I'm already a PE in mechanical and electrical. I just want to complete the trifecta....with Civil. There are many reasons for this. At the top of my list is because I want to learn it and for me it is a lot easier to get motivated to learn if I'm working towards a measurable goal (passing the exam) in a given deadline (exam day). If I didn't sign up for it, I would come home and rather than cracking a book I would drink a beer and watch TV. Secondly, in California, a PE isn't a PE like in some other states. You can't just practice what ever discipline (with some exceptions). Thirdly, someday I want to start my own consulting practice. Having those credentials would come in pretty handy.

No you can't take the exam without going through the board approval process. That is unless you forge you admission letter in which case you might get accused of "cheating" or theft of NCEES information...ect.


----------



## benbo (Nov 24, 2011)

Out of curiosty, what type of job do you have that has allowed you to gain the requisite experience in Civil, Mechanical and Electrical? I'm assuming if you actually have two or four years (whatever the requirement is) Civil experience then you have experience doing something related to Civil engineering so why wouldn't you pick that section of the test?


----------



## palvarez83 (Nov 24, 2011)

I do a little bit of everything. Water distribution piping &amp; pumps...that qualifies me for water (also when I took the mechanical engineering exam there is lots of overlap). My job involves lots of construction management and planning so that would qualify me for that section. Also build cmu buildings and solar canopy support structures so there's the structural part. We deal lots with site preparation, earthwork, excavations, underground piping, so there's the Geo (albeit limited). I don't do much of transportation, but again I'm a mechanical engineer so those dynamics equations are almost second nature to me.... as you can see I'm torn, though I'm leaning towards construction.


----------



## benbo (Nov 24, 2011)

Okay. Now I see. I'm assuming the electrical is all the power associated with the wiring of the facilities, and maybe some motors and controls.

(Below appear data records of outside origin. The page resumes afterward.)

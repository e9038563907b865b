//! Geographic primitives: points, great-circle distance and polygon helpers.

use serde::{Deserialize, Serialize};

use crate::error::{CampusError, Result};

/// Earth radius in meters.
pub const EARTH_RADIUS_M: f64 = 6_371_000.0;

/// A latitude/longitude pair in degrees.
#[derive(Debug, Clone, Copy, PartialEq, Serialize, Deserialize)]
pub struct GeoPoint {
    pub latitude: f64,
    pub longitude: f64,
}

impl GeoPoint {
    pub const fn new(latitude: f64, longitude: f64) -> Self {
        Self { latitude, longitude }
    }

    /// Validating constructor for coordinates that did not come from trusted
    /// reference data.
    pub fn try_new(latitude: f64, longitude: f64) -> Result<Self> {
        let point = Self::new(latitude, longitude);
        if point.is_valid() {
            Ok(point)
        } else {
            Err(CampusError::InvalidCoordinate { latitude, longitude })
        }
    }

    pub fn is_valid(&self) -> bool {
        self.latitude.is_finite()
            && self.longitude.is_finite()
            && (-90.0..=90.0).contains(&self.latitude)
            && (-180.0..=180.0).contains(&self.longitude)
    }
}

/// Haversine distance between two points in meters.
pub fn distance(a: GeoPoint, b: GeoPoint) -> f64 {
    let lat1_rad = a.latitude.to_radians();
    let lat2_rad = b.latitude.to_radians();
    let delta_lat = (b.latitude - a.latitude).to_radians();
    let delta_lng = (b.longitude - a.longitude).to_radians();

    let h = (delta_lat / 2.0).sin().powi(2)
        + lat1_rad.cos() * lat2_rad.cos() * (delta_lng / 2.0).sin().powi(2);
    // Rounding can push h a hair above 1 for antipodal points.
    let c = 2.0 * h.min(1.0).sqrt().asin();

    EARTH_RADIUS_M * c
}

/// Axis-aligned bounding box in degrees.
#[derive(Debug, Clone, Copy, PartialEq, Serialize, Deserialize)]
pub struct Bounds {
    pub north: f64,
    pub south: f64,
    pub east: f64,
    pub west: f64,
}

impl Bounds {
    pub fn center(&self) -> GeoPoint {
        GeoPoint::new(
            (self.north + self.south) / 2.0,
            (self.east + self.west) / 2.0,
        )
    }
}

/// Min/max reduction over a polygon's vertices.
///
/// An empty polygon yields NaN on every side; callers with possibly empty
/// input should check first.
pub fn polygon_bounds(polygon: &[GeoPoint]) -> Bounds {
    if polygon.is_empty() {
        return Bounds {
            north: f64::NAN,
            south: f64::NAN,
            east: f64::NAN,
            west: f64::NAN,
        };
    }

    polygon.iter().fold(
        Bounds {
            north: f64::NEG_INFINITY,
            south: f64::INFINITY,
            east: f64::NEG_INFINITY,
            west: f64::INFINITY,
        },
        |b, p| Bounds {
            north: b.north.max(p.latitude),
            south: b.south.min(p.latitude),
            east: b.east.max(p.longitude),
            west: b.west.min(p.longitude),
        },
    )
}

/// Midpoint of the bounding box. Not a true centroid.
pub fn polygon_center(polygon: &[GeoPoint]) -> GeoPoint {
    polygon_bounds(polygon).center()
}

/// Even-odd ray casting in lat/lng space. The ring is implicitly closed.
pub fn point_in_polygon(point: GeoPoint, ring: &[GeoPoint]) -> bool {
    if ring.len() < 3 {
        return false;
    }

    let (x, y) = (point.longitude, point.latitude);
    let mut inside = false;
    let mut j = ring.len() - 1;
    for i in 0..ring.len() {
        let (xi, yi) = (ring[i].longitude, ring[i].latitude);
        let (xj, yj) = (ring[j].longitude, ring[j].latitude);
        if (yi > y) != (yj > y) && x < (xj - xi) * (y - yi) / (yj - yi) + xi {
            inside = !inside;
        }
        j = i;
    }
    inside
}
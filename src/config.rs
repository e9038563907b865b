//! Static campus reference data.
//!
//! Buildings, floor plans and solver settings are authored offline as one
//! JSON document, loaded once at startup and then shared read-only.

use std::collections::HashSet;
use std::fs;
use std::path::Path;

use serde::{Deserialize, Serialize};
use tracing::debug;

use crate::campus::{Building, Campus};
use crate::error::{CampusError, Result};
use crate::indoor::FloorPlan;
use crate::solver::SolveOptions;

#[derive(Debug, Clone, Serialize, Deserialize)]
pub struct CampusData {
    pub campus: Campus,
    #[serde(default)]
    pub floors: Vec<FloorPlan>,
    #[serde(default)]
    pub options: SolveOptions,
}

impl CampusData {
    pub fn new(buildings: Vec<Building>, floors: Vec<FloorPlan>) -> Result<Self> {
        let data = Self {
            campus: Campus::new(buildings),
            floors,
            options: SolveOptions::default(),
        };
        data.validate()?;
        Ok(data)
    }

    pub fn from_json_str(json: &str) -> Result<Self> {
        let data: Self = serde_json::from_str(json)?;
        data.validate()?;
        debug!(
            buildings = data.campus.buildings().len(),
            floors = data.floors.len(),
            "loaded campus data"
        );
        Ok(data)
    }

    pub fn from_path(path: impl AsRef<Path>) -> Result<Self> {
        let json = fs::read_to_string(path)?;
        Self::from_json_str(&json)
    }

    /// Building ids must be unique, coordinates valid, and every floor plan
    /// must belong to a known building and pass its own checks.
    pub fn validate(&self) -> Result<()> {
        let mut seen = HashSet::new();
        for building in self.campus.buildings() {
            if !building.location.is_valid() {
                return Err(CampusError::InvalidCoordinate {
                    latitude: building.location.latitude,
                    longitude: building.location.longitude,
                });
            }
            if !seen.insert(building.id.as_str()) {
                return Err(CampusError::DuplicateBuilding(building.id.clone()));
            }
        }

        for floor in &self.floors {
            if !seen.contains(floor.building_id.as_str()) {
                return Err(CampusError::UnknownBuilding(floor.building_id.clone()));
            }
            floor.validate()?;
        }
        Ok(())
    }

    pub fn floor(&self, building_id: &str, floor: &str) -> Option<&FloorPlan> {
        self.floors
            .iter()
            .find(|f| f.building_id == building_id && f.floor == floor)
    }

    pub fn floors_of<'a>(&'a self, building_id: &'a str) -> impl Iterator<Item = &'a FloorPlan> {
        self.floors.iter().filter(move |f| f.building_id == building_id)
    }
}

I ask the question because IMO the most imortant but underrated portion of the licensing process is getting an honest reference to sign off on your experience. Probably most of us could pass multiple disciples if we studied enough, but this isn't the EIT where we are trying to learn basics for an exam to get a license to start learning the details. We're already supposed to know something and have work experience before we apply or start studying. Otherwise they'd just have kids take the a handful of PE exams right out of school.

But it looks like you have a rounded experience.

Why not buy the sample exams and see what you know best? Or are they separate refernces for each afternoon discipline?


----------



## palvarez83 (Nov 24, 2011)

Most of my electrical experience came from designing solar photo voltaic systems and some building wiring.... No they aren't separate references. Yes, I will have to borrow one of the old sample exams from a friend... because the new NCEES samples exams don't have all of the depth sections, you get them specifically for one (I have the construction one). Good idea... Thanks.


----------



## treyjay (Nov 24, 2011)

I completely understand the need to have the exam in front of you as a motivator.

I took the master electricians exam after taking an NEC code review class (got tied of electrical contractors looking at my glazed over eyes when they laid thier rap on me) and the instructor, who happened to be a city building official, signed off on my application. Having an actual exam to study for was a grwat reason to learn the material (I passed...even though I never held a conduit hickey in my life!).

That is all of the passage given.